Some terrible word like happiness was displayed on the drug store sliding door. Willa had started getting motion sickness during the long drives Ezra took her on to visit National Parks and haunted churches. She decided to get some Dramamine. The CVS at the edge of town was only a few blocks from her apartment but she was hardly ever there anymore. Ezra lived on the opposite end of town and didn’t have roommates so they went to his house more often than not.

She was going to meet him after she got meds so they could drive to a river an hour away that he wanted to hike around. Her phone chimed as she was looking at off-brand lipstick, considering sliding one into her pocket.

get some road snacks

and bevs

mb like orange gatorade

orange gatorade??? u psycho, she texted back.

u love it

Willa paused in front of the fridge. She stopped for a second, realizing how long it had been since she thought about Ryan. A few days, maybe. Nothing crazy. But enough to feel like a blessing instead of a curse.

Stories about redemption are disturbing. The nonbeliever who receives divine revelation, the AIDS patient who is cured by herbal remedies and positive thinking. How much of love is snake oil and how much is placebo? How much of God is a feeling? A very blue, deep indigo feeling. It wasn’t a feeling she felt often. Even studying religious architecture, she felt more breathing in the cool air of the refrigerated grocery aisle than the damp air of a countryside church.

The Orange Gatorade was behind a million other fluorescent colors, so she dug for it and grabbed herself a Blue Monster. Trans boys and their beverages, she thought. Ezra told her she was obsessed with categories.
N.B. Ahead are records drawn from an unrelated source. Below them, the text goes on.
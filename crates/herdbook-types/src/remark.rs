//! Append-only extension attributes.
//!
//! A [`RemarkTrail`] is an ordered list of `(key, value)` pairs attached to a
//! [`Cow`](crate::Cow) or [`Owner`](crate::Owner). Entries are only ever
//! appended: there is no upsert-by-key, so writing the same key twice leaves
//! two entries. Keys written by ledger transactions are namespaced as
//! `<transaction>.<field>`.

use serde::{Deserialize, Deserializer, Serialize};

/// A single extension attribute.
#[derive(Clone, Debug, PartialEq, Eq, Serialize, Deserialize)]
pub struct Remark {
    #[serde(rename = "Key")]
    pub key: String,
    #[serde(rename = "Value")]
    pub value: String,
}

impl Remark {
    pub fn new(key: impl Into<String>, value: impl Into<String>) -> Self {
        Self {
            key: key.into(),
            value: value.into(),
        }
    }

    /// Build a remark keyed `<namespace>.<field>`.
    pub fn namespaced(namespace: &str, field: &str, value: impl Into<String>) -> Self {
        Self::new(format!("{namespace}.{field}"), value)
    }
}

/// Ordered, append-only sequence of [`Remark`]s.
///
/// Serializes as a plain JSON array. A stored `null` decodes as an empty
/// trail.
#[derive(Clone, Debug, Default, PartialEq, Eq, Serialize)]
#[serde(transparent)]
pub struct RemarkTrail(Vec<Remark>);

impl RemarkTrail {
    pub fn new() -> Self {
        Self::default()
    }

    /// Append one remark at the end of the trail.
    pub fn push(&mut self, remark: Remark) {
        self.0.push(remark);
    }

    /// Append remarks in iteration order.
    pub fn append(&mut self, remarks: impl IntoIterator<Item = Remark>) {
        self.0.extend(remarks);
    }

    pub fn len(&self) -> usize {
        self.0.len()
    }

    pub fn is_empty(&self) -> bool {
        self.0.is_empty()
    }

    pub fn iter(&self) -> std::slice::Iter<'_, Remark> {
        self.0.iter()
    }

    pub fn as_slice(&self) -> &[Remark] {
        &self.0
    }

    /// Value of the earliest remark with `key`.
    pub fn first(&self, key: &str) -> Option<&str> {
        self.0
            .iter()
            .find(|r| r.key == key)
            .map(|r| r.value.as_str())
    }

    /// Values of every remark with `key`, oldest first.
    pub fn values<'a>(&'a self, key: &'a str) -> impl Iterator<Item = &'a str> + 'a {
        self.0
            .iter()
            .filter(move |r| r.key == key)
            .map(|r| r.value.as_str())
    }
}

impl<'de> Deserialize<'de> for RemarkTrail {
    fn deserialize<D: Deserializer<'de>>(deserializer: D) -> Result<Self, D::Error> {
        let entries = Option::<Vec<Remark>>::deserialize(deserializer)?;
        Ok(Self(entries.unwrap_or_default()))
    }
}

impl From<Vec<Remark>> for RemarkTrail {
    fn from(entries: Vec<Remark>) -> Self {
        Self(entries)
    }
}

impl<'a> IntoIterator for &'a RemarkTrail {
    type Item = &'a Remark;
    type IntoIter = std::slice::Iter<'a, Remark>;

    fn into_iter(self) -> Self::IntoIter {
        self.0.iter()
    }
}
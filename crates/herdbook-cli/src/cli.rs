use std::path::PathBuf;

use clap::{Args, Parser, Subcommand};

#[derive(Parser)]
#[command(
    name = "herdbook",
    about = "Herdbook: livestock supply-chain traceability ledger",
    version,
)]
pub struct Cli {
    #[command(subcommand)]
    pub command: Command,

    /// Ledger snapshot file
    #[arg(long, global = true, default_value = "herdbook.db")]
    pub store: PathBuf,

    /// TOML ledger configuration
    #[arg(long, global = true)]
    pub config: Option<PathBuf>,

    #[arg(short, long, global = true)]
    pub verbose: bool,

    #[arg(long, global = true, default_value = "text")]
    pub format: OutputFormat,
}

#[derive(Clone, Debug, clap::ValueEnum)]
pub enum OutputFormat {
    Text,
    Json,
}

#[derive(Subcommand)]
pub enum Command {
    /// Run one ledger transaction
    Invoke(InvokeArgs),
    /// Seed the ledger with sample owners and cows
    Init,
    /// List the accepted transactions and their argument counts
    Transactions,
    /// Show the effective configuration
    Config(ConfigArgs),
}

#[derive(Args)]
pub struct InvokeArgs {
    /// Transaction name, e.g. registerCow
    pub function: String,
    /// Positional transaction arguments
    #[arg(trailing_var_arg = true, allow_hyphen_values = true)]
    pub args: Vec<String>,
}

#[derive(Args)]
pub struct ConfigArgs {
    /// Write the effective configuration to this file
    #[arg(long)]
    pub write: Option<PathBuf>,
}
She waded through the snacks and found a family-sized box of Cheez-Its.

Back through the sliding glass doors that promised joy and discounts. She started the walk across town to Ezra’s, palming the Dramamine and beverages in her tote bag. The Cheez-Its jangled, drawing more attention to her than she would’ve liked. But maybe no one was looking while she was on her little field trip to her boyfriend’s.

Pulling out the Gatorade she snapped a picture of the bottle between her fingers and sent it to Ezra.

hurry up!!

you have so many pretty rings on

He sent a horny devil emoji and she smiled under the pale morning sky.